» **EXERCISE AIM**
Find the lines below that contain "NotFound" and tally them. Return only the total.

_____

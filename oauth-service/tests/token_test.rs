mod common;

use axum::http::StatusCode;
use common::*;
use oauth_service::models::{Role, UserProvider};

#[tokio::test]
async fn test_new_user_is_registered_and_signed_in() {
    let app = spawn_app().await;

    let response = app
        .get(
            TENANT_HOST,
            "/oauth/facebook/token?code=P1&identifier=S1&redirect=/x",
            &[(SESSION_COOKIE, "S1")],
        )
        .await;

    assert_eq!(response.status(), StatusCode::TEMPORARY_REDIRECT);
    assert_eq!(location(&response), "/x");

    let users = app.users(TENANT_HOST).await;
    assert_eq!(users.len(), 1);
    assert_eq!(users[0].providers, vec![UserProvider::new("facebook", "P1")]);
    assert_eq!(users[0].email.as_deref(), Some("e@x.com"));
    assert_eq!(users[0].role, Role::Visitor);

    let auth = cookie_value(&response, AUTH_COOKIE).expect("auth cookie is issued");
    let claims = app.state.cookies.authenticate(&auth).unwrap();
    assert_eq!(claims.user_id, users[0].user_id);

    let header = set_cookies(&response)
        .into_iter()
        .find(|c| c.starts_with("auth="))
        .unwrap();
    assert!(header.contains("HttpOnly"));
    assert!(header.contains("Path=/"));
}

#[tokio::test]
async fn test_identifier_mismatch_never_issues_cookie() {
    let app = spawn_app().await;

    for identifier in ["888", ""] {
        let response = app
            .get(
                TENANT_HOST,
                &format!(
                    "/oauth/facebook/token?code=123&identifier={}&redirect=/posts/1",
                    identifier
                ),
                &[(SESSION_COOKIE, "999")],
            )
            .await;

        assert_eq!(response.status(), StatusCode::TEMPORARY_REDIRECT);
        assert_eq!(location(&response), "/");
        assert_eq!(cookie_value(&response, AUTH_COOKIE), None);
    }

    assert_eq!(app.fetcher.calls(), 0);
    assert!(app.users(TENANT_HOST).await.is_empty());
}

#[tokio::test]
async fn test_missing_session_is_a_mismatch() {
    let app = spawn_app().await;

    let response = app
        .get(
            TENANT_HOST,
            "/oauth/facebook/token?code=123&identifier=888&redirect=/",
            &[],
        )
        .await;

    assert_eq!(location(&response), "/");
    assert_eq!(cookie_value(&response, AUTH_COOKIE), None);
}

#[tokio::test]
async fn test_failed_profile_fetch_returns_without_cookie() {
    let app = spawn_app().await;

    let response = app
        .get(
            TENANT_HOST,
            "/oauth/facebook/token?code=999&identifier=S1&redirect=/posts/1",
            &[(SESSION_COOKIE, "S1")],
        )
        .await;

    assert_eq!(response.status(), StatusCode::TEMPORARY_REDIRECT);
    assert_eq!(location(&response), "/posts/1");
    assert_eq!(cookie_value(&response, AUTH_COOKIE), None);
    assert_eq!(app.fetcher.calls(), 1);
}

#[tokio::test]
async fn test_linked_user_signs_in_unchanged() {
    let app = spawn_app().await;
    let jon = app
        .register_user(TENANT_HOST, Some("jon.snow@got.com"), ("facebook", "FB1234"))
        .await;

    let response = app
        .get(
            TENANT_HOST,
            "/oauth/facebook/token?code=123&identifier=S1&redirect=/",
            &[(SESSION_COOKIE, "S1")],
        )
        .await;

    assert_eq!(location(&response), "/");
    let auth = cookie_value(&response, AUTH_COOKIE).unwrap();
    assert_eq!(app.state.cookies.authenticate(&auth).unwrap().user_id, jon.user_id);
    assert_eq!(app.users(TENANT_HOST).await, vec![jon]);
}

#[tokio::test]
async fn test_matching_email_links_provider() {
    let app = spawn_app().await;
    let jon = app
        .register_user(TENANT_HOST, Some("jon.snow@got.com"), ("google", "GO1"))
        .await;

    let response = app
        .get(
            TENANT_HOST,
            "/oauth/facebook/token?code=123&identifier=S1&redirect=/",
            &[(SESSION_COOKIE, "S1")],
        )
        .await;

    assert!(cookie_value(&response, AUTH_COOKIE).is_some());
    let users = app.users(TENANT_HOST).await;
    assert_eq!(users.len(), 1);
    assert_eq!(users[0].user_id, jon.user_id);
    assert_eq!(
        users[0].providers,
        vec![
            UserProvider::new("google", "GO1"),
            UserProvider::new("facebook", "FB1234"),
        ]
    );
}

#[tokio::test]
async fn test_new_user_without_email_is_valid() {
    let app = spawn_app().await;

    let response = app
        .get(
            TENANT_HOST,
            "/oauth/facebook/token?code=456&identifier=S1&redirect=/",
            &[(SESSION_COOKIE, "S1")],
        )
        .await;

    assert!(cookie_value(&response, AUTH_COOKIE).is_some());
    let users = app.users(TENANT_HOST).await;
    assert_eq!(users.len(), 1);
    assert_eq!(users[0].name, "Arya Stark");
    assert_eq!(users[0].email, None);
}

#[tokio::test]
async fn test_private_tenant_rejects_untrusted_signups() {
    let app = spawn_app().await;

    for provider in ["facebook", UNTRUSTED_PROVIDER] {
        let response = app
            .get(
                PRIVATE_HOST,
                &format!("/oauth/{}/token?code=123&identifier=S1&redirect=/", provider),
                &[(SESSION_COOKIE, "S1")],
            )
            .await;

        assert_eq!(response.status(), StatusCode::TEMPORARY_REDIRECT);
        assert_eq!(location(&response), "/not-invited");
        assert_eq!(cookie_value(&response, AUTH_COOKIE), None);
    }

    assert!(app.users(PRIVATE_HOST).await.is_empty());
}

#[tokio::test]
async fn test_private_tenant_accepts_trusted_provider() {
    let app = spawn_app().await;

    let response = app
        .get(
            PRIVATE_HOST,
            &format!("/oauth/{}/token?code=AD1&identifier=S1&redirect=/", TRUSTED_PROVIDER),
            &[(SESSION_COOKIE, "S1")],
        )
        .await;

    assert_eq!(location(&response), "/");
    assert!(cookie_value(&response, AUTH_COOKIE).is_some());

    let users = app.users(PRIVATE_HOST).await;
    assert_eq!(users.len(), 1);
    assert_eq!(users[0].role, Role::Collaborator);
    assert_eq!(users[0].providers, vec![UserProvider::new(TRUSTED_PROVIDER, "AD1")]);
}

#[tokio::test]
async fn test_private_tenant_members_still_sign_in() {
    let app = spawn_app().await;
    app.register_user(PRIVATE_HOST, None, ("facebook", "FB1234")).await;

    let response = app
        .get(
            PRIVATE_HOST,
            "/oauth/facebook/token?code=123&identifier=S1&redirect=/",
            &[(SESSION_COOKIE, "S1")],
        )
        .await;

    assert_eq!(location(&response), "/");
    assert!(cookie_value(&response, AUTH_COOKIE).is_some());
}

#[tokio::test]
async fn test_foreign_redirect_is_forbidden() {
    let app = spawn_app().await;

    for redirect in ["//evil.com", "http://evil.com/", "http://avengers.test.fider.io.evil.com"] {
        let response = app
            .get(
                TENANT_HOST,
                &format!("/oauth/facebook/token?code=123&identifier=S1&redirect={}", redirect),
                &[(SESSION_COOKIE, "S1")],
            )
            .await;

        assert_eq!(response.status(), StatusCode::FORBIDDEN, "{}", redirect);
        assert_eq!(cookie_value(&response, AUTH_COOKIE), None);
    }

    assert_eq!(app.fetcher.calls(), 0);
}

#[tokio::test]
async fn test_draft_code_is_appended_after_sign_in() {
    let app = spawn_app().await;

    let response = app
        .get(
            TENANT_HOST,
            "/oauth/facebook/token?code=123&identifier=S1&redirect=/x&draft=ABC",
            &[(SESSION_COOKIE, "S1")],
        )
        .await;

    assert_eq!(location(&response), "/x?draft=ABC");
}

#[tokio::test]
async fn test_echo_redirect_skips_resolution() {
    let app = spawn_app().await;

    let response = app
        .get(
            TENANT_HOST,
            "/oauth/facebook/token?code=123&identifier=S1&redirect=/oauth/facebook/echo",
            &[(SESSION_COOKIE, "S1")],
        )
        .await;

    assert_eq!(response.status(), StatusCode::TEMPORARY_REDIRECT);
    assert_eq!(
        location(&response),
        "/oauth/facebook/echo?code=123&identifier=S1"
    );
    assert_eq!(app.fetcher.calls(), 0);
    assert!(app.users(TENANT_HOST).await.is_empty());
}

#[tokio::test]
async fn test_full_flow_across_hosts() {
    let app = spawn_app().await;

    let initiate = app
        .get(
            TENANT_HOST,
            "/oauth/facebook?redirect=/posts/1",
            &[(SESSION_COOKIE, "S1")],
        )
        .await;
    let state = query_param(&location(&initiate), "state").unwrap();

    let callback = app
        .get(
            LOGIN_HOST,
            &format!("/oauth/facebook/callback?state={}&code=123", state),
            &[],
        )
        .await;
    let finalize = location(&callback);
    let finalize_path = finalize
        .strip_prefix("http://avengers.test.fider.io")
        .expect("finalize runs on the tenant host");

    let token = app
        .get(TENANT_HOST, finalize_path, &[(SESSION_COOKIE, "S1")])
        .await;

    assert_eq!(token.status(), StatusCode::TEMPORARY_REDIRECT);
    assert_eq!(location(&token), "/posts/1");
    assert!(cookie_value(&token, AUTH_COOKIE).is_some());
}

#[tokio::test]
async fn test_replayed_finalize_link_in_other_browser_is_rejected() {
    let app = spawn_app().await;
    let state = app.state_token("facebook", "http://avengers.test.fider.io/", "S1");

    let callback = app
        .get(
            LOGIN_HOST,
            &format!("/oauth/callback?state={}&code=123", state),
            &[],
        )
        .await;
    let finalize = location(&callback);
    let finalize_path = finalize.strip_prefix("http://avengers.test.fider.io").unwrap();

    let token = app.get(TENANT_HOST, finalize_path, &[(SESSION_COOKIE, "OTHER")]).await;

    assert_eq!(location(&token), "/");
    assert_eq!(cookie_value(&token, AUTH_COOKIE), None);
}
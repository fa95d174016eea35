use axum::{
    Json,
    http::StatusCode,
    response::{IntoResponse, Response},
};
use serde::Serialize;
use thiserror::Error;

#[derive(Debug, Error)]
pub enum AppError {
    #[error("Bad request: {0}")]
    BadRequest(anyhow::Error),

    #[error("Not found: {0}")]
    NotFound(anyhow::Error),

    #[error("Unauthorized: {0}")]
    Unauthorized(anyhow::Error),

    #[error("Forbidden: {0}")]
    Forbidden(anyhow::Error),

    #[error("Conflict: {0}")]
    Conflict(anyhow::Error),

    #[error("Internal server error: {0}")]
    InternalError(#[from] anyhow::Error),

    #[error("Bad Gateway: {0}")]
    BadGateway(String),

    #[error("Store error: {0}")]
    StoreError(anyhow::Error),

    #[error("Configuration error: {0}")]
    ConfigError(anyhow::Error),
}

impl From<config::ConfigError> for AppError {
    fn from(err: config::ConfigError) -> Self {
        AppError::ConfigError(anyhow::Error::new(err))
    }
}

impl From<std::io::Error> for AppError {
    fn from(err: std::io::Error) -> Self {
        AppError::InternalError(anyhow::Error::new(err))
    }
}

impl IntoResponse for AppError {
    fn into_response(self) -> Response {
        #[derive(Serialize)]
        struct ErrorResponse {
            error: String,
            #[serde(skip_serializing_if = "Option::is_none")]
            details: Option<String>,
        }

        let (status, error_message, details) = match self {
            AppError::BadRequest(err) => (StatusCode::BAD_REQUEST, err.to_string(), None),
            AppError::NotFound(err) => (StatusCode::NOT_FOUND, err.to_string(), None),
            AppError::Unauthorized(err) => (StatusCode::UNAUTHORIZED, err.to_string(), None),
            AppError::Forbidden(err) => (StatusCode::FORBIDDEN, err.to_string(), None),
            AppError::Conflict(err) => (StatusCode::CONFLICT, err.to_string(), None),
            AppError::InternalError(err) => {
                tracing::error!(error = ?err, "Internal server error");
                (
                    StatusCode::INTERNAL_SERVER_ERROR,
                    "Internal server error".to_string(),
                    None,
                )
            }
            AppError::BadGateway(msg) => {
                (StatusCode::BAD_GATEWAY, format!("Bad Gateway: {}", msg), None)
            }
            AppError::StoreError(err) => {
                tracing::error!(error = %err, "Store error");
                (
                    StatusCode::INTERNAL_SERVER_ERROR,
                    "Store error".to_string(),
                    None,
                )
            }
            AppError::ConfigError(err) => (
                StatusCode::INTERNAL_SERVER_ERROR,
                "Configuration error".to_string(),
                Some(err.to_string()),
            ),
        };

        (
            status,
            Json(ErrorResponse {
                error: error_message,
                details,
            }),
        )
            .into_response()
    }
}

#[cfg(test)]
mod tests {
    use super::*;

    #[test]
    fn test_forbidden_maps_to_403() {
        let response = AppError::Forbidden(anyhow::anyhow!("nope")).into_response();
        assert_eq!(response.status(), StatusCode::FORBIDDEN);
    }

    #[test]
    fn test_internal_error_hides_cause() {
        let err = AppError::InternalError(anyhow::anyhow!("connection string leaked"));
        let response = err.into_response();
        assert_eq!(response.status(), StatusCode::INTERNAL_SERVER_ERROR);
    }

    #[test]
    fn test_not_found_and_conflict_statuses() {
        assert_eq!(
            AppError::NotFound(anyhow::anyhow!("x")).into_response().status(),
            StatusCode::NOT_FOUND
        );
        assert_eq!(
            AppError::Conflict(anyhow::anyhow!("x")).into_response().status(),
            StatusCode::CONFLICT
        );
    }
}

_____

» **SOLUTION TO THIS EXERCISE**
3